## BRIEF
Line by line, copy out the data below exactly.

----

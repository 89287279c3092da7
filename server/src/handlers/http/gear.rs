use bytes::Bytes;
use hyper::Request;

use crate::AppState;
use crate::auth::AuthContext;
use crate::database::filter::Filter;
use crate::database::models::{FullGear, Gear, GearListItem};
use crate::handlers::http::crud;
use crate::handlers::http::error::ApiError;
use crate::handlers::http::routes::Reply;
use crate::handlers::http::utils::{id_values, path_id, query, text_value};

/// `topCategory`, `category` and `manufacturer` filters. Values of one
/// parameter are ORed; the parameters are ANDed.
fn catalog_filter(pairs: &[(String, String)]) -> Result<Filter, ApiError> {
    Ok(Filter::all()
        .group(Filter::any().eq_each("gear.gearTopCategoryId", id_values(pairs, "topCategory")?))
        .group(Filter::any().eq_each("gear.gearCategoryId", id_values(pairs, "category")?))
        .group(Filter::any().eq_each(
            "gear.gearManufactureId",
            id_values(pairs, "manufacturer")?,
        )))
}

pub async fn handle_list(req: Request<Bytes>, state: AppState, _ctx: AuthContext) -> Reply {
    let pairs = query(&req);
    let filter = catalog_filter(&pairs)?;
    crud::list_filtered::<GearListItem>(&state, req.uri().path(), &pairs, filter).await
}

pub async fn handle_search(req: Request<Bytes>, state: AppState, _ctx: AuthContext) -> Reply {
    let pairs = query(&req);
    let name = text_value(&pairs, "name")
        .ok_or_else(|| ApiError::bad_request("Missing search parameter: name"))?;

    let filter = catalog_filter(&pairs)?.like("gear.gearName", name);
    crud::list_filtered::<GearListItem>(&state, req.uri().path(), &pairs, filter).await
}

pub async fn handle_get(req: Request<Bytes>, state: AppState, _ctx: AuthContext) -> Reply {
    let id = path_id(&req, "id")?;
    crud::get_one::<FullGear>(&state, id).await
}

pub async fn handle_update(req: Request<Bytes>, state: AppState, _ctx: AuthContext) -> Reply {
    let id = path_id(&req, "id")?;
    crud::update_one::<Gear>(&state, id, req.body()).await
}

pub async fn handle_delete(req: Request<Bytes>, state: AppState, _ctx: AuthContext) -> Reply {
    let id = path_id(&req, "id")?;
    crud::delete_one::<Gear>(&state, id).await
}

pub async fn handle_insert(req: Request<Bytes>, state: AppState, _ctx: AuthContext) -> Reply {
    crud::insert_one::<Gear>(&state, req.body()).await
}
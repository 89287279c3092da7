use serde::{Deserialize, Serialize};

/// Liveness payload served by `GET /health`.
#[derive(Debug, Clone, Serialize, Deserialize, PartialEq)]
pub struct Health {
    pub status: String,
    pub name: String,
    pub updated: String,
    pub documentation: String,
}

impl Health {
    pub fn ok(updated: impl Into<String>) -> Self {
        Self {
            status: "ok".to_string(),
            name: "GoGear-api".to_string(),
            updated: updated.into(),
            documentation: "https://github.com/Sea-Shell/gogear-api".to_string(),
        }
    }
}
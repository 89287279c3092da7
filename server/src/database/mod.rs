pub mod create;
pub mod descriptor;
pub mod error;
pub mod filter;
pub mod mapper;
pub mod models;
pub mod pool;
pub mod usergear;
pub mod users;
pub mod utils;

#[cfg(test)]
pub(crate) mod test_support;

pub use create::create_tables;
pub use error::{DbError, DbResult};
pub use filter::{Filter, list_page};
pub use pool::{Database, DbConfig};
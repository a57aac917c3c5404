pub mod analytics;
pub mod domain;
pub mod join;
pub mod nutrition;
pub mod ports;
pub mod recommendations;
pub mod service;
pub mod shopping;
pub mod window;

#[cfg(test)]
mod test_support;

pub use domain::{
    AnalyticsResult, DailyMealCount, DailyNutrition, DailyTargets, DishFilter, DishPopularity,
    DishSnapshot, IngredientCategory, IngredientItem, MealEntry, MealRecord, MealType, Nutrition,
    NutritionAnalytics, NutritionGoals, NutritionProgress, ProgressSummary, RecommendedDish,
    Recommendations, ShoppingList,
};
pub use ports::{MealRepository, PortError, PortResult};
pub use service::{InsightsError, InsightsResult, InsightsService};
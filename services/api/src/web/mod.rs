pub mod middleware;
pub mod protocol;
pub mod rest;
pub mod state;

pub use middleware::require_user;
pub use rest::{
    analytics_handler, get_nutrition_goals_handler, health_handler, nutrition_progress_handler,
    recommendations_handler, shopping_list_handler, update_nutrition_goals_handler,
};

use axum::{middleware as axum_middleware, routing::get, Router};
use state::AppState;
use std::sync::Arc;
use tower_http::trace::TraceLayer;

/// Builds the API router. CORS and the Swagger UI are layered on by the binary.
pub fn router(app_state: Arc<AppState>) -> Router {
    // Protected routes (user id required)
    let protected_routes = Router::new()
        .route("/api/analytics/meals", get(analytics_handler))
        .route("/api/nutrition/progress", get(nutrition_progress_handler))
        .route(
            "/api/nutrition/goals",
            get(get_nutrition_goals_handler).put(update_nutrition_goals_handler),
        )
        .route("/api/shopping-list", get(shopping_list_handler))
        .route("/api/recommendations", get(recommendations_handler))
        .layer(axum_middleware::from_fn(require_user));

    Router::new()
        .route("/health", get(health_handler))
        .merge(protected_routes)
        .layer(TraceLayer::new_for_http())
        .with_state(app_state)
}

----

## EXERCISE RESPONSE
repository 89287279c3092da7
filename server/src/handlers/http/gear.rs
use bytes::Bytes;
use hyper::Request;

use crate::AppState;
use crate::auth::AuthContext;
use crate::database::filter::Filter;
use crate::database::models::{FullGear, Gear, GearListItem};
use crate::handlers::http::crud;
use crate::handlers::http::error::ApiError;
use crate::handlers::http::routes::Reply;
use crate::handlers::http::utils::{id_values, path_id, query, text_value};

/// `topCategory`, `category` and `manufacturer` filters. Values of one
/// parameter are ORed; the parameters are ANDed.
fn catalog_filter(pairs: &[(String, String)]) -> Result<Filter, ApiError> {
    Ok(Filter::all()
        .group(Filter::any().eq_each("gear.gearTopCategoryId", id_values(pairs, "topCategory")?))
        .group(Filter::any().eq_each("gear.gearCategoryId", id_values(pairs, "category")?))
        .group(Filter::any().eq_each(
            "gear.gearManufactureId",
            id_values(pairs, "manufacturer")?,
        )))
}

pub async fn handle_list(req: Request<Bytes>, state: AppState, _ctx: AuthContext) -> Reply {
    let pairs = query(&req);
    let filter = catalog_filter(&pairs)?;
    crud::list_filtered::<GearListItem>(&state, req.uri().path(), &pairs, filter).await
}

pub async fn handle_search(req: Request<Bytes>, state: AppState, _ctx: AuthContext) -> Reply {
    let pairs = query(&req);
    let name = text_value(&pairs, "name")
        .ok_or_else(|| ApiError::bad_request("Missing search parameter: name"))?;

    let filter = catalog_filter(&pairs)?.like("gear.gearName", name);
    crud::list_filtered::<GearListItem>(&state, req.uri().path(), &pairs, filter).await
}

pub async fn handle_get(req: Request<Bytes>, state: AppState, _ctx: AuthContext) -> Reply {
    let id = path_id(&req, "id")?;
    crud::get_one::<FullGear>(&state, id).await
}

pub async fn handle_update(req: Request<Bytes>, state: AppState, _ctx: AuthContext) -> Reply {
    let id = path_id(&req, "id")?;
    crud::update_one::<Gear>(&state, id, req.body()).await
}

pub async fn handle_delete(req: Request<Bytes>, state: AppState, _ctx: AuthContext) -> Reply {
    let id = path_id(&req, "id")?;
    crud::delete_one::<Gear>(&state, id).await
}

pub async fn handle_insert(req: Request<Bytes>, state: AppState, _ctx: AuthContext) -> Reply {
    crud::insert_one::<Gear>(&state, req.body()).await
}
repository 89287279c3092da7
use serde::{Deserialize, Serialize};

/// Liveness payload served by `GET /health`.
#[derive(Debug, Clone, Serialize, Deserialize, PartialEq)]
pub struct Health {
    pub status: String,
    pub name: String,
    pub updated: String,
    pub documentation: String,
}

impl Health {
    pub fn ok(updated: impl Into<String>) -> Self {
        Self {
            status: "ok".to_string(),
            name: "GoGear-api".to_string(),
            updated: updated.into(),
            documentation: "https://github.com/Sea-Shell/gogear-api".to_string(),
        }
    }
}
repository 89287279c3092da7
filename server/src/database/mod.rs
pub mod create;
pub mod descriptor;
pub mod error;
pub mod filter;
pub mod mapper;
pub mod models;
pub mod pool;
pub mod usergear;
pub mod users;
pub mod utils;

#[cfg(test)]
pub(crate) mod test_support;

pub use create::create_tables;
pub use error::{DbError, DbResult};
pub use filter::{Filter, list_page};
pub use pool::{Database, DbConfig};
repository a57aac917c3c5404
pub mod analytics;
pub mod domain;
pub mod join;
pub mod nutrition;
pub mod ports;
pub mod recommendations;
pub mod service;
pub mod shopping;
pub mod window;

#[cfg(test)]
mod test_support;

pub use domain::{
    AnalyticsResult, DailyMealCount, DailyNutrition, DailyTargets, DishFilter, DishPopularity,
    DishSnapshot, IngredientCategory, IngredientItem, MealEntry, MealRecord, MealType, Nutrition,
    NutritionAnalytics, NutritionGoals, NutritionProgress, ProgressSummary, RecommendedDish,
    Recommendations, ShoppingList,
};
pub use ports::{MealRepository, PortError, PortResult};
pub use service::{InsightsError, InsightsResult, InsightsService};
filename services/api/src/web/mod.rs
pub mod middleware;
pub mod protocol;
pub mod rest;
pub mod state;

pub use middleware::require_user;
pub use rest::{
    analytics_handler, get_nutrition_goals_handler, health_handler, nutrition_progress_handler,
    recommendations_handler, shopping_list_handler, update_nutrition_goals_handler,
};

use axum::{middleware as axum_middleware, routing::get, Router};
use state::AppState;
use std::sync::Arc;
use tower_http::trace::TraceLayer;

/// Builds the API router. CORS and the Swagger UI are layered on by the binary.
pub fn router(app_state: Arc<AppState>) -> Router {
    // Protected routes (user id required)
    let protected_routes = Router::new()
        .route("/api/analytics/meals", get(analytics_handler))
        .route("/api/nutrition/progress", get(nutrition_progress_handler))
        .route(
            "/api/nutrition/goals",
            get(get_nutrition_goals_handler).put(update_nutrition_goals_handler),
        )
        .route("/api/shopping-list", get(shopping_list_handler))
        .route("/api/recommendations", get(recommendations_handler))
        .layer(axum_middleware::from_fn(require_user));

    Router::new()
        .route("/health", get(health_handler))
        .merge(protected_routes)
        .layer(TraceLayer::new_for_http())
        .with_state(app_state)
}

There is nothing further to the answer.